I was walking. It was a busy night ahead, I said to myself. I can't remember now if my foot hurt at that time. But still, I must have been tired. I had to meet two individuals that night and discuss important issues. I usually don't spend my time after evening chitchatting.


So as I was walking towards Nurjahan Road to meet Mehdi, a friend of mine, I stopped as I met Sakib on the way in front if Shia Mosque. Sakib and I used to hang out a couple of years ago, when I was still in college. I was really not interested in stopping to talk with him, but seriously, who am I to break a social norm?

We were talking some things like "whazzup" and taking updates about information we did not really care much about. Coming to think of it now, it all seems so pointless. But then a girl approached us, probably eight years of age, wearing old rugged frock and unattended hair. She was begging. The usual gesture, with one arm stretched half way in front, indicating the palm as a donation spot.

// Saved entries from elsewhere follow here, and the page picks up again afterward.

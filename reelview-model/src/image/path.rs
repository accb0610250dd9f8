//! Image URL construction.

use super::sizes::ImageSize;

/// Image CDN root used when nothing else is configured.
pub const DEFAULT_IMAGE_BASE: &str = "https://image.tmdb.org/t/p";

/// Maps an image identifier and size tag onto a fully qualified URL:
/// `<base>/<size or "original">/<id>`.
///
/// Resolution always succeeds. An empty identifier produces a URL with an
/// empty final segment; callers decide whether to render it.
#[derive(Debug, Clone, PartialEq, Eq)]
pub struct ImagePathResolver {
    base: String,
}

impl Default for ImagePathResolver {
    fn default() -> Self {
        Self::new(DEFAULT_IMAGE_BASE)
    }
}

impl ImagePathResolver {
    pub fn new(base: impl Into<String>) -> Self {
        let mut base = base.into();
        while base.ends_with('/') {
            base.pop();
        }
        Self { base }
    }

    pub fn base(&self) -> &str {
        &self.base
    }

    pub fn resolve(&self, image_id: &str, size: Option<ImageSize>) -> String {
        let size = size.unwrap_or(ImageSize::Original);
        // Catalog identifiers arrive as "/abc.jpg"; keep exactly one separator.
        let image_id = image_id.strip_prefix('/').unwrap_or(image_id);
        format!("{}/{}/{}", self.base, size.as_str(), image_id)
    }

    /// Same as [`resolve`](Self::resolve) for a raw size tag; `None` or an
    /// empty tag means `original`. Unknown tags are passed through verbatim.
    pub fn resolve_tag(&self, image_id: &str, tag: Option<&str>) -> String {
        let tag = tag.filter(|t| !t.is_empty()).unwrap_or("original");
        let image_id = image_id.strip_prefix('/').unwrap_or(image_id);
        format!("{}/{}/{}", self.base, tag, image_id)
    }
}

/// Resolve against the default CDN root.
pub fn make_image_path(image_id: &str, size: Option<ImageSize>) -> String {
    ImagePathResolver::default().resolve(image_id, size)
}

#[cfg(test)]
mod tests {
    use super::*;
    use crate::image::PosterSize;

    #[test]
    fn defaults_to_original() {
        assert_eq!(
            make_image_path("/abc.jpg", None),
            "https://image.tmdb.org/t/p/original/abc.jpg"
        );
    }

    #[test]
    fn sized_path() {
        assert_eq!(
            make_image_path("/abc.jpg", Some(ImageSize::Poster(PosterSize::W500))),
            "https://image.tmdb.org/t/p/w500/abc.jpg"
        );
        assert_eq!(
            make_image_path("abc.jpg", Some(ImageSize::card())),
            "https://image.tmdb.org/t/p/w500/abc.jpg"
        );
    }

    #[test]
    fn empty_id_yields_empty_segment() {
        assert_eq!(
            make_image_path("", None),
            "https://image.tmdb.org/t/p/original/"
        );
    }

    #[test]
    fn custom_base_and_raw_tags() {
        let resolver = ImagePathResolver::new("http://cdn.local/img/");
        assert_eq!(resolver.base(), "http://cdn.local/img");
        assert_eq!(
            resolver.resolve_tag("/x.png", Some("w92")),
            "http://cdn.local/img/w92/x.png"
        );
        assert_eq!(
            resolver.resolve_tag("/x.png", Some("")),
            "http://cdn.local/img/original/x.png"
        );
    }
}
//! Client-side routes and an in-memory history stack.

mod navigator;
mod route;

pub use navigator::Navigator;
pub use route::{Route, Section};
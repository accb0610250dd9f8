//! Scripted in-memory catalog used by the integration tests.

#![allow(dead_code)]

use std::collections::HashMap;

use async_trait::async_trait;
use parking_lot::Mutex;
use reelview_core::catalog::{CatalogQuery, CatalogSource, DetailKey};
use reelview_core::error::{CatalogError, Result};
use reelview_model::{
    Category, ContentDetail, ContentItem, ContentList, Genre, MediaKind,
    ResultPage,
};
use tokio::sync::watch;

pub fn item(id: i64) -> ContentItem {
    let mut item = ContentItem::new(id, format!("title {id}"));
    item.overview = format!("overview {id}");
    item.backdrop_path = Some(format!("/backdrop{id}.jpg"));
    item.poster_path = Some(format!("/poster{id}.jpg"));
    item
}

pub fn items(ids: impl IntoIterator<Item = i64>) -> ContentList {
    ids.into_iter().map(item).collect()
}

pub fn detail(kind: MediaKind, id: i64) -> ContentDetail {
    ContentDetail {
        id: id.into(),
        kind,
        title: format!("title {id}"),
        overview: format!("overview {id}"),
        tagline: Some("tagline".into()),
        backdrop_path: None,
        poster_path: None,
        release_date: Some("2021-09-15".into()),
        runtime: Some(155),
        rating: Some(7.84),
        genres: vec![Genre {
            id: 878,
            name: "Science Fiction".into(),
        }],
    }
}

/// Responds from fixed tables and counts calls. Every call waits for the
/// gate to open; it starts open.
pub struct FakeSource {
    lists: HashMap<CatalogQuery, Result<ContentList>>,
    details: HashMap<DetailKey, ContentDetail>,
    list_calls: Mutex<HashMap<CatalogQuery, usize>>,
    detail_calls: Mutex<HashMap<DetailKey, usize>>,
    gate: watch::Receiver<bool>,
    gate_tx: watch::Sender<bool>,
}

impl FakeSource {
    pub fn new() -> Self {
        let (gate_tx, gate) = watch::channel(true);
        Self {
            lists: HashMap::new(),
            details: HashMap::new(),
            list_calls: Mutex::new(HashMap::new()),
            detail_calls: Mutex::new(HashMap::new()),
            gate,
            gate_tx,
        }
    }

    /// Every home and TV category filled with 13 items; ids are unique per
    /// category except the shared id 2.
    pub fn with_catalog() -> Self {
        let mut source = Self::new();
        for (n, category) in Category::ALL.into_iter().enumerate() {
            let base = (n as i64 + 1) * 100;
            let mut ids: Vec<i64> = vec![base + 1, 2];
            ids.extend(base + 3..=base + 13);
            source = source.with_list(category, Ok(items(ids)));
        }
        source
    }

    pub fn with_list(
        mut self,
        query: impl Into<CatalogQuery>,
        result: Result<ContentList>,
    ) -> Self {
        self.lists.insert(query.into(), result);
        self
    }

    pub fn with_detail(mut self, detail: ContentDetail) -> Self {
        self.details
            .insert(DetailKey::new(detail.kind, detail.id), detail);
        self
    }

    pub fn close_gate(&self) {
        self.gate_tx.send_replace(false);
    }

    pub fn open_gate(&self) {
        self.gate_tx.send_replace(true);
    }

    pub fn list_calls(&self, query: &CatalogQuery) -> usize {
        self.list_calls.lock().get(query).copied().unwrap_or(0)
    }

    pub fn total_list_calls(&self) -> usize {
        self.list_calls.lock().values().sum()
    }

    pub fn detail_calls(&self, key: &DetailKey) -> usize {
        self.detail_calls.lock().get(key).copied().unwrap_or(0)
    }

    async fn wait_for_gate(&self) {
        let mut gate = self.gate.clone();
        let _ = gate.wait_for(|open| *open).await;
    }
}

#[async_trait]
impl CatalogSource for FakeSource {
    async fn list(&self, query: &CatalogQuery) -> Result<ResultPage> {
        *self.list_calls.lock().entry(query.clone()).or_default() += 1;
        self.wait_for_gate().await;
        match self.lists.get(query) {
            Some(result) => result.clone().map(ResultPage::single),
            None => Err(CatalogError::NotFound),
        }
    }

    async fn detail(&self, key: DetailKey) -> Result<ContentDetail> {
        *self.detail_calls.lock().entry(key).or_default() += 1;
        self.wait_for_gate().await;
        self.details.get(&key).cloned().ok_or(CatalogError::NotFound)
    }
}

Sakib and I were in no mood of charity. And Sakib seemed to know her by face as she lived in a nearby slum. He started interrogating her in an aggressive tone as to why she was begging while her parents were both working. She was not keen in answering. As soon as her hopes to get any money from the two of us evaporated, she disappeared.

I bid Sakib farewell a little later and continued to my destination. When I was returning that night, I was really surprised at what I saw. I saw that same girl, the one who was begging an hour or two before, putting money into a mosque's donation box. It puzzled me quite a bit to see someone listening to so much queries just to earn a little bit of money and then giving it away. Was she giving all of it? I had no way of knowing. As I did not care enough at that time to stop and ask her. It would have been strange if I did so. While it is perfectly normal for me to ponder about how much she could possibly have given that night. What can I do about it?

That was a unique piece if generosity. It started with someone's charity and was completed by a young heart's spirituality. I was so moved by what I saw that night that I am writing it today, more than a year after the incident took place.